Location
- 14334 Hwy 67 Malvern postal address, Arkansas 72104 United States 34°27′18″N 92°43′49″W﻿ / ﻿34.45500°N 92.73028°W

Information
- Status: Open
- School district: Glen Rose School District
- NCES District ID: 0506630
- Authority: Arkansas Department of Education (ADE)
- CEEB code: 041527
- NCES School ID: 050663000398
- Principal: Joe Lewallen
- Teaching staff: 57.33 (on FTE basis)
- Grades: 9–12
- Enrollment: 301 (2023–2024)
- Student to teacher ratio: 5.25
- Education system: ADE Smart Core curriculum
- Colors: Red and white
- Athletics conference: 5A West (2012–14)
- Mascot: Beaver
- Team name: Glen Rose Beavers
- Feeder schools: Glen Rose Middle School
- Affiliation: Arkansas Activities Association
- Website: www.grbeavers.org/260557_3

= Glen Rose High School (Arkansas) =

Glen Rose High School (GRHS) is an accredited comprehensive public high school serving more than 300 students in grades nine through twelve in Glen Rose, Arkansas, United States, with a Malvern postal address. It is one of three high schools with Malvern post office addresses, one of five public high schools in Hot Spring County and the sole high school administered by the Glen Rose School District.

== Academics ==
Glen Rose High School has been accredited by the Arkansas Department of Education (ADE) and has been accredited by AdvancED (formerly North Central Association) since 1986. The assumed course of study follows the Smart Core curriculum developed the ADE, which requires students to complete 22 credit units before graduation. Students engage in regular (core and career focus) courses and exams and may select Advanced Placement (AP) coursework and exams that provide an opportunity for college credit.

== Athletics ==
The Glen Rose High School mascot is the Beaver with school colors of red and white.

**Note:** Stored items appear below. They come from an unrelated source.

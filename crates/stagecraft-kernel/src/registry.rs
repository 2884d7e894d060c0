//! Plugin registry
//!
//! Provides [`Registry`] for holding a plugin set keyed by unique id and
//! indexed by stage. A registry is mutable only while it is being built; once
//! shared behind an `Arc` it is read-only for the rest of its life.

use crate::error::{BootstrapError, RegistryError};
use crate::id::{Capability, PluginId, Stage};
use crate::lease::{Lease, LeaseCounter, Leasable};
use crate::plugin::{Plugin, PluginManifest};
use indexmap::IndexMap;
use std::fmt;
use std::sync::Arc;

/// Lease held by a run on a shared registry
pub type RegistryLease = Lease<Registry>;

/// Plugin set with a stage index
#[derive(Default)]
pub struct Registry {
    /// Plugins in registration order
    plugins: IndexMap<PluginId, Arc<dyn Plugin>>,
    /// Stage -> plugin ids, each bucket in registration order
    by_stage: IndexMap<Stage, Vec<PluginId>>,
    leases: LeaseCounter,
}

impl Registry {
    /// Create empty registry
    #[inline]
    #[must_use]
    pub fn new() -> Self {
        Self::default()
    }

    /// Register a plugin
    ///
    /// # Errors
    /// Returns [`RegistryError::DuplicateId`] if the id is taken. The
    /// registry is left unchanged.
    pub fn register<P: Plugin + 'static>(&mut self, plugin: P) -> Result<(), RegistryError> {
        self.register_arc(Arc::new(plugin))
    }

    /// Register an already shared plugin
    ///
    /// # Errors
    /// Returns [`RegistryError::DuplicateId`] if the id is taken.
    pub fn register_arc(&mut self, plugin: Arc<dyn Plugin>) -> Result<(), RegistryError> {
        let id = plugin.id().clone();
        if self.plugins.contains_key(&id) {
            tracing::debug!(plugin = %id, "rejecting duplicate plugin id");
            return Err(RegistryError::DuplicateId(id));
        }

        let stage = plugin.stage().clone();
        tracing::debug!(plugin = %id, stage = %stage, "plugin registered");
        self.by_stage.entry(stage).or_default().push(id.clone());
        self.plugins.insert(id, plugin);
        Ok(())
    }

    /// Register a batch in order
    ///
    /// Stops at the first failure. Plugins registered before it stay in
    /// the registry; there is no rollback, so a failed bootstrap means the
    /// registry must be thrown away and rebuilt.
    ///
    /// # Errors
    /// Returns [`BootstrapError`] describing how far the batch got.
    pub fn bootstrap<I>(&mut self, plugins: I) -> Result<usize, BootstrapError>
    where
        I: IntoIterator<Item = Arc<dyn Plugin>>,
    {
        let mut registered = 0;
        for (index, plugin) in plugins.into_iter().enumerate() {
            if let Err(source) = self.register_arc(plugin) {
                tracing::warn!(
                    registered,
                    failed_at = index,
                    error = %source,
                    "bootstrap aborted, registry is partially built"
                );
                return Err(BootstrapError {
                    registered,
                    failed_at: index,
                    source,
                });
            }
            registered += 1;
        }
        tracing::info!(registered, stages = self.by_stage.len(), "registry bootstrapped");
        Ok(registered)
    }

    /// Build a registry from a batch
    ///
    /// # Errors
    /// See [`Registry::bootstrap`]. The partial registry is dropped.
    pub fn from_plugins<I>(plugins: I) -> Result<Self, BootstrapError>
    where
        I: IntoIterator<Item = Arc<dyn Plugin>>,
    {
        let mut registry = Self::new();
        registry.bootstrap(plugins)?;
        Ok(registry)
    }

    /// Look up a plugin by id
    ///
    /// Absence is a normal outcome when probing optional stages.
    #[inline]
    #[must_use]
    pub fn get(&self, id: &PluginId) -> Option<&Arc<dyn Plugin>> {
        self.plugins.get(id)
    }

    /// Check if id is registered
    #[inline]
    #[must_use]
    pub fn contains(&self, id: &PluginId) -> bool {
        self.plugins.contains_key(id)
    }

    /// Plugins for a stage, in registration order
    #[must_use]
    pub fn by_stage(&self, stage: &Stage) -> Vec<&Arc<dyn Plugin>> {
        self.by_stage
            .get(stage)
            .map(|ids| ids.iter().filter_map(|id| self.plugins.get(id)).collect())
            .unwrap_or_default()
    }

    /// Plugins advertising a capability, in registration order
    #[must_use]
    pub fn by_capability(&self, capability: &Capability) -> Vec<&Arc<dyn Plugin>> {
        self.plugins
            .values()
            .filter(|p| p.manifest().capabilities.contains(capability))
            .collect()
    }

    /// Stage of a registered plugin
    #[inline]
    #[must_use]
    pub fn stage_of(&self, id: &PluginId) -> Option<&Stage> {
        self.plugins.get(id).map(|p| p.stage())
    }

    /// Stages with at least one plugin, in first-registration order
    pub fn stages(&self) -> impl Iterator<Item = &Stage> {
        self.by_stage.keys()
    }

    /// Check if any plugin is registered for `stage`
    #[inline]
    #[must_use]
    pub fn has_stage(&self, stage: &Stage) -> bool {
        self.by_stage.contains_key(stage)
    }

    /// Manifests in registration order
    pub fn manifests(&self) -> impl Iterator<Item = &PluginManifest> {
        self.plugins.values().map(|p| p.manifest())
    }

    /// Number of plugins
    #[inline]
    #[must_use]
    pub fn len(&self) -> usize {
        self.plugins.len()
    }

    /// Check if registry is empty
    #[inline]
    #[must_use]
    pub fn is_empty(&self) -> bool {
        self.plugins.is_empty()
    }

    /// Lease this registry for a run
    #[must_use]
    pub fn lease(self: &Arc<Self>) -> RegistryLease {
        Lease::acquire(Arc::clone(self))
    }

    /// Runs currently holding a lease
    #[inline]
    #[must_use]
    pub fn active_leases(&self) -> usize {
        self.leases.active()
    }
}

impl Leasable for Registry {
    fn lease_counter(&self) -> &LeaseCounter {
        &self.leases
    }

    fn resource_name(&self) -> &'static str {
        "registry"
    }
}

impl fmt::Debug for Registry {
    fn fmt(&self, f: &mut fmt::Formatter<'_>) -> fmt::Result {
        f.debug_struct("Registry")
            .field("plugins", &self.plugins.keys().collect::<Vec<_>>())
            .field("stages", &self.by_stage.keys().collect::<Vec<_>>())
            .field("active_leases", &self.leases.active())
            .finish()
    }
}

#[cfg(test)]
mod tests {
    use super::*;
    use crate::plugin::FnPlugin;

    fn plugin(id: &str, stage: &str) -> FnPlugin {
        let manifest = PluginManifest::new(PluginId::new(id).unwrap(), Stage::new(stage).unwrap());
        FnPlugin::sync(manifest, Ok)
    }

    fn pid(id: &str) -> PluginId {
        PluginId::new(id).unwrap()
    }

    fn stage(name: &str) -> Stage {
        Stage::new(name).unwrap()
    }

    #[test]
    fn registry_new_empty() {
        let registry = Registry::new();
        assert!(registry.is_empty());
        assert_eq!(registry.len(), 0);
        assert!(registry.by_stage(&stage("ingest")).is_empty());
    }

    #[test]
    fn registry_indexes_by_stage_in_order() {
        let mut registry = Registry::new();
        registry.register(plugin("b", "ingest")).unwrap();
        registry.register(plugin("x", "analyze")).unwrap();
        registry.register(plugin("a", "ingest")).unwrap();

        let ids: Vec<&str> = registry
            .by_stage(&stage("ingest"))
            .iter()
            .map(|p| p.id().as_str())
            .collect();
        assert_eq!(ids, vec!["b", "a"]);
        assert_eq!(registry.stage_of(&pid("x")), Some(&stage("analyze")));
    }

    #[test]
    fn registry_rejects_duplicate_and_keeps_state() {
        let mut registry = Registry::new();
        registry.register(plugin("a", "ingest")).unwrap();

        let err = registry.register(plugin("a", "analyze")).unwrap_err();
        assert_eq!(err, RegistryError::DuplicateId(pid("a")));
        assert_eq!(registry.len(), 1);
        assert!(!registry.has_stage(&stage("analyze")));
        assert_eq!(registry.by_stage(&stage("ingest")).len(), 1);
    }

    #[test]
    fn registry_get_missing_is_none() {
        let registry = Registry::new();
        assert!(registry.get(&pid("ghost")).is_none());
        assert!(!registry.contains(&pid("ghost")));
    }

    #[test]
    fn bootstrap_reports_partial_progress() {
        let mut registry = Registry::new();
        let batch: Vec<Arc<dyn Plugin>> = vec![
            Arc::new(plugin("a", "ingest")),
            Arc::new(plugin("b", "analyze")),
            Arc::new(plugin("a", "resolve")),
            Arc::new(plugin("c", "resolve")),
        ];

        let err = registry.bootstrap(batch).unwrap_err();
        assert_eq!(err.registered, 2);
        assert_eq!(err.failed_at, 2);
        assert_eq!(err.source, RegistryError::DuplicateId(pid("a")));

        // partially built, nothing after the failure went in
        assert_eq!(registry.len(), 2);
        assert!(!registry.contains(&pid("c")));
    }

    #[test]
    fn capability_lookup() {
        let mut registry = Registry::new();
        let manifest = PluginManifest::new(pid("scanner"), stage("analyze"))
            .with_capability(Capability::new("pii").unwrap());
        registry.register(FnPlugin::sync(manifest, Ok)).unwrap();
        registry.register(plugin("plain", "analyze")).unwrap();

        let found = registry.by_capability(&Capability::new("pii").unwrap());
        assert_eq!(found.len(), 1);
        assert_eq!(found[0].id(), &pid("scanner"));
    }

    #[test]
    fn leases_are_counted() {
        let registry = Arc::new(Registry::new());
        let lease = registry.lease();
        assert_eq!(registry.active_leases(), 1);
        drop(lease);
        assert_eq!(registry.active_leases(), 0);
    }
}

For 2012–14, the Glen Rose Beavers participate in various interscholastic activities in the 3A Classification from the 3A Region 5 Conference as administered by the Arkansas Activities Association. The school athletic activities include football, basketball (boys/girls), golf (boys/girls), competitive cheer, competitive dance, archery, baseball, softball and track and field (boys/girls).

The competitive dance team has won three consecutive state (3A-2A-1A classifications) dance championships in 2011, 2012 and 2013.

The Glen Rose High School football team won the 3A State Championship in 2007, under head coach Billy Elmore.